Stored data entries
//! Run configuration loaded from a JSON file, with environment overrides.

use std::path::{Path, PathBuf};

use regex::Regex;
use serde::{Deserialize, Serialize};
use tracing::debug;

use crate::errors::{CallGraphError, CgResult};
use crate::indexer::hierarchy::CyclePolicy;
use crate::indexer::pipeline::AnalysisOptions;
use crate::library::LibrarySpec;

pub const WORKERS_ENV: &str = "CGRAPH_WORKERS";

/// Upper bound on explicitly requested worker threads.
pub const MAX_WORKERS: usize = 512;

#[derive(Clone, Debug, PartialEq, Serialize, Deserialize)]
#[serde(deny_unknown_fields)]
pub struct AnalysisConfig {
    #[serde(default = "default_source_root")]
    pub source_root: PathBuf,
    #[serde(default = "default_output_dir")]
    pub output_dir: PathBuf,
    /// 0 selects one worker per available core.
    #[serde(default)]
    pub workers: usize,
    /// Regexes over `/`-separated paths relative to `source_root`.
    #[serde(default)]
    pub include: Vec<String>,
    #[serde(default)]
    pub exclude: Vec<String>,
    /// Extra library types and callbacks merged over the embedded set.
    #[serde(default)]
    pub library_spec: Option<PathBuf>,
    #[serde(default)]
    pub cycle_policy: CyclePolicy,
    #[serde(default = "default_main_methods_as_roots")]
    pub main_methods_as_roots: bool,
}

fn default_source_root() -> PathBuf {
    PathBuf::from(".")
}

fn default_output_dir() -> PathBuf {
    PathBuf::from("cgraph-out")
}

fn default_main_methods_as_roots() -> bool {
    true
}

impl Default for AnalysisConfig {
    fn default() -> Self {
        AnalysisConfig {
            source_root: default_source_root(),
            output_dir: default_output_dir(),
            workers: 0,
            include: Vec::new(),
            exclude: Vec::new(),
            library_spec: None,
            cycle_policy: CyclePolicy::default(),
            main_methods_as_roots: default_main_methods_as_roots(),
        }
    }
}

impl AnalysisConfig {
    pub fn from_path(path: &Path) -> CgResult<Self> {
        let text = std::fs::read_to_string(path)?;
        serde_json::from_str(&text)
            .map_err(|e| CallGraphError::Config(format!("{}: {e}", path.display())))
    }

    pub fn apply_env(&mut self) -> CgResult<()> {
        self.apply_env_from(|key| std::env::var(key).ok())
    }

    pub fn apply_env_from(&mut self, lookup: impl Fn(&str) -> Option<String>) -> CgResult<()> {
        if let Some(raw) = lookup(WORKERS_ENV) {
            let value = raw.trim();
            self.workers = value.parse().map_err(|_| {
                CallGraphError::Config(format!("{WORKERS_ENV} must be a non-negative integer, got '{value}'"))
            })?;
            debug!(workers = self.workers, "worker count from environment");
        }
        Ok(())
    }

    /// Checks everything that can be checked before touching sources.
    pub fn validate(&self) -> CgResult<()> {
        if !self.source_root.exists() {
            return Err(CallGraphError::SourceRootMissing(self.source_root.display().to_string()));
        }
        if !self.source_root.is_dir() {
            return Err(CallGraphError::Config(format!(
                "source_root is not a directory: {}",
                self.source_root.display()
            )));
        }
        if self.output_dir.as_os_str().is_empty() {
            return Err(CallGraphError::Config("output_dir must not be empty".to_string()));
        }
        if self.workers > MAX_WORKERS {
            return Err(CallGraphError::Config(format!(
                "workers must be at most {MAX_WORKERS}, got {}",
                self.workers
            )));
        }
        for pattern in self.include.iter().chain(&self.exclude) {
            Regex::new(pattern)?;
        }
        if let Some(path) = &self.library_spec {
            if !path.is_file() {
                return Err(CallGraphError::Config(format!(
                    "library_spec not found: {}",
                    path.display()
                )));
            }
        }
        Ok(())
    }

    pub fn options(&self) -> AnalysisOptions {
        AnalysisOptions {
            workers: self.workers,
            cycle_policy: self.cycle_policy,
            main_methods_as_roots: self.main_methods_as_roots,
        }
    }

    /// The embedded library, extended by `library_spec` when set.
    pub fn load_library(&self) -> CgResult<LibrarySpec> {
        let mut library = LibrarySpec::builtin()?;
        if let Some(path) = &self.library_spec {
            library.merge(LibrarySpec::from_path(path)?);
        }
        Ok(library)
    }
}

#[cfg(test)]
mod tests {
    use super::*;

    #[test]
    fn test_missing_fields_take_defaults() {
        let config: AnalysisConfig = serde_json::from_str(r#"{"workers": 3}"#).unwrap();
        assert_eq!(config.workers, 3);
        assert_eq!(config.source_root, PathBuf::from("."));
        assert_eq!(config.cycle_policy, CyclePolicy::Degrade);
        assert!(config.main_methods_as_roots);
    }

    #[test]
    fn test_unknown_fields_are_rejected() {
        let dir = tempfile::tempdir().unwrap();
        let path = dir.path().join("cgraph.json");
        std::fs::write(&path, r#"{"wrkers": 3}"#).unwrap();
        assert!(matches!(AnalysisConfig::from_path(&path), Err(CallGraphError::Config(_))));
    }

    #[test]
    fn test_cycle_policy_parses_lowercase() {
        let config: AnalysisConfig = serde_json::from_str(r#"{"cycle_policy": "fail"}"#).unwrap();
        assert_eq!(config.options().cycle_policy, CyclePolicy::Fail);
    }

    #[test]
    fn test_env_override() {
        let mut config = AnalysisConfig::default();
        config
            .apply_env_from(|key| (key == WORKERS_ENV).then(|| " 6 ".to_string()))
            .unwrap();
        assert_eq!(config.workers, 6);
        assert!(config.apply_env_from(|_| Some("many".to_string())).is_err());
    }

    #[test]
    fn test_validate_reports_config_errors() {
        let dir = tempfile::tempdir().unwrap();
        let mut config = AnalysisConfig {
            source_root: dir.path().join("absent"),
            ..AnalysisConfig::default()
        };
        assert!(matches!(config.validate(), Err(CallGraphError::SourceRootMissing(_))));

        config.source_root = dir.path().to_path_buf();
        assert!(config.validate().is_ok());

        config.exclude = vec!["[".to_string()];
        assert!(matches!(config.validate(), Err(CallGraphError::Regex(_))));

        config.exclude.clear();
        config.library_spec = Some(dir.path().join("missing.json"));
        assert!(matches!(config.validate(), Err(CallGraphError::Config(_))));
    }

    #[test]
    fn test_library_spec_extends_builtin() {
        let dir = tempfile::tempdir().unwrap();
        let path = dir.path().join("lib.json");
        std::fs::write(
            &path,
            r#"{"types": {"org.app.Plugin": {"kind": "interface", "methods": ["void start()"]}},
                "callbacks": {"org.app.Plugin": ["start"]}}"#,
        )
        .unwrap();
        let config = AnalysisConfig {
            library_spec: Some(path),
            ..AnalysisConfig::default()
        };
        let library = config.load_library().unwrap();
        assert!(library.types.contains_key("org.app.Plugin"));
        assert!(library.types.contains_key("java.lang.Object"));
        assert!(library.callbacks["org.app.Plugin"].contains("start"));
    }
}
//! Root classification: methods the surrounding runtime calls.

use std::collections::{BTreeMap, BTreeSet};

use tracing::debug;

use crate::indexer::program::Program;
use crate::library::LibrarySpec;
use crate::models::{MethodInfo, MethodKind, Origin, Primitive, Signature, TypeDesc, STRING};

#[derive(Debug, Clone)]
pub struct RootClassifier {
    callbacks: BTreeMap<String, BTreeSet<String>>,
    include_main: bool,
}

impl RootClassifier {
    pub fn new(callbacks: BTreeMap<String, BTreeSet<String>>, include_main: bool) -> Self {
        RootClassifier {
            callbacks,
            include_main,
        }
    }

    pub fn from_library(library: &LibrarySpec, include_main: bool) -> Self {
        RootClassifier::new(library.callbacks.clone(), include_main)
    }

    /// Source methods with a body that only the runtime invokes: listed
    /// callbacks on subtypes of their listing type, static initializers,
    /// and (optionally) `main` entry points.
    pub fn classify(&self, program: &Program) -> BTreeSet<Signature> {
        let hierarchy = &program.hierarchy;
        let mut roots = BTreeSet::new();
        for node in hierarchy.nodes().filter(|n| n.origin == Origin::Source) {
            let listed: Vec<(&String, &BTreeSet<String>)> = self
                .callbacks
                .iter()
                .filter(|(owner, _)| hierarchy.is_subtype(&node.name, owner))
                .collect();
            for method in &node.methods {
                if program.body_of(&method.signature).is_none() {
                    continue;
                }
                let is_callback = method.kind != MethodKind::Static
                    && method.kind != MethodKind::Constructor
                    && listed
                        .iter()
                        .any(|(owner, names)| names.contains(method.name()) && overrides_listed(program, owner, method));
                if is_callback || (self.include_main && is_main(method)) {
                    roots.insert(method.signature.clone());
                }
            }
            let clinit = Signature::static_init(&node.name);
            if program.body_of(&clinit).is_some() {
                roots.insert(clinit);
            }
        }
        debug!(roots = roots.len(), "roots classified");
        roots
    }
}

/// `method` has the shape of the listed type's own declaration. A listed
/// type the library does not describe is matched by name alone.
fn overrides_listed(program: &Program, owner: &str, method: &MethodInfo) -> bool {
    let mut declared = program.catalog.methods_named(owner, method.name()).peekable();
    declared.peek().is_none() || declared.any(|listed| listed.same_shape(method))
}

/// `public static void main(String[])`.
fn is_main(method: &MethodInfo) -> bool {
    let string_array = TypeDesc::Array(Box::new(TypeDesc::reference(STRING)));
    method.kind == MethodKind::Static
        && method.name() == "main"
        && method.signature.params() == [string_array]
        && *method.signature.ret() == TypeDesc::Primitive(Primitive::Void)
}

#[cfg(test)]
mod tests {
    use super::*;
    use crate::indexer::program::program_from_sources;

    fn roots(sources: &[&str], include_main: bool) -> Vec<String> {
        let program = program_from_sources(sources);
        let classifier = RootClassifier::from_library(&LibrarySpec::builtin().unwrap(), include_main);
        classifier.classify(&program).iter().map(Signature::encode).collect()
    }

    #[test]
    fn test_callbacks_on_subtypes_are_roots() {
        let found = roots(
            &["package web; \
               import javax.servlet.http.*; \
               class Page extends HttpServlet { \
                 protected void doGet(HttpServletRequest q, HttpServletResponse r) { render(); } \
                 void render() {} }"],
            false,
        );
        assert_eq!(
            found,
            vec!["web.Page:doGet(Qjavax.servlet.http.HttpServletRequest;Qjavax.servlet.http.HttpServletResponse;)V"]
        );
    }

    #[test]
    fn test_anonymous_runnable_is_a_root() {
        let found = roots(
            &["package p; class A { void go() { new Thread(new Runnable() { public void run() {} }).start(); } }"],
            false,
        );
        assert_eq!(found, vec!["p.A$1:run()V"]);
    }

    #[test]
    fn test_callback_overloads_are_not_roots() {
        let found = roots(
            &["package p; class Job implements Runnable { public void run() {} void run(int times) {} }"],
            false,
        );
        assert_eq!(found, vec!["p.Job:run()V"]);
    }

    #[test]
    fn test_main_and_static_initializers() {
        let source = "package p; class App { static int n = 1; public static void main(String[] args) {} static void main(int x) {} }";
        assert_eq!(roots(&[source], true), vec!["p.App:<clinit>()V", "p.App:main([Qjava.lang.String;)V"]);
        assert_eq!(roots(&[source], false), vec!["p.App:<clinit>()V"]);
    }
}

PROMPT:
Produce only the lines from the line containing "pub fn classify(&self, program: &Program)" through the line containing "use crate::indexer::program::program_from_sources;", inclusive of both, exactly as they stand in the entries above.

SOLUTION:
    pub fn classify(&self, program: &Program) -> BTreeSet<Signature> {
        let hierarchy = &program.hierarchy;
        let mut roots = BTreeSet::new();
        for node in hierarchy.nodes().filter(|n| n.origin == Origin::Source) {
            let listed: Vec<(&String, &BTreeSet<String>)> = self
                .callbacks
                .iter()
                .filter(|(owner, _)| hierarchy.is_subtype(&node.name, owner))
                .collect();
            for method in &node.methods {
                if program.body_of(&method.signature).is_none() {
                    continue;
                }
                let is_callback = method.kind != MethodKind::Static
                    && method.kind != MethodKind::Constructor
                    && listed
                        .iter()
                        .any(|(owner, names)| names.contains(method.name()) && overrides_listed(program, owner, method));
                if is_callback || (self.include_main && is_main(method)) {
                    roots.insert(method.signature.clone());
                }
            }
            let clinit = Signature::static_init(&node.name);
            if program.body_of(&clinit).is_some() {
                roots.insert(clinit);
            }
        }
        debug!(roots = roots.len(), "roots classified");
        roots
    }
}

/// `method` has the shape of the listed type's own declaration. A listed
/// type the library does not describe is matched by name alone.
fn overrides_listed(program: &Program, owner: &str, method: &MethodInfo) -> bool {
    let mut declared = program.catalog.methods_named(owner, method.name()).peekable();
    declared.peek().is_none() || declared.any(|listed| listed.same_shape(method))
}

/// `public static void main(String[])`.
fn is_main(method: &MethodInfo) -> bool {
    let string_array = TypeDesc::Array(Box::new(TypeDesc::reference(STRING)));
    method.kind == MethodKind::Static
        && method.name() == "main"
        && method.signature.params() == [string_array]
        && *method.signature.ret() == TypeDesc::Primitive(Primitive::Void)
}

#[cfg(test)]
mod tests {
    use super::*;
    use crate::indexer::program::program_from_sources;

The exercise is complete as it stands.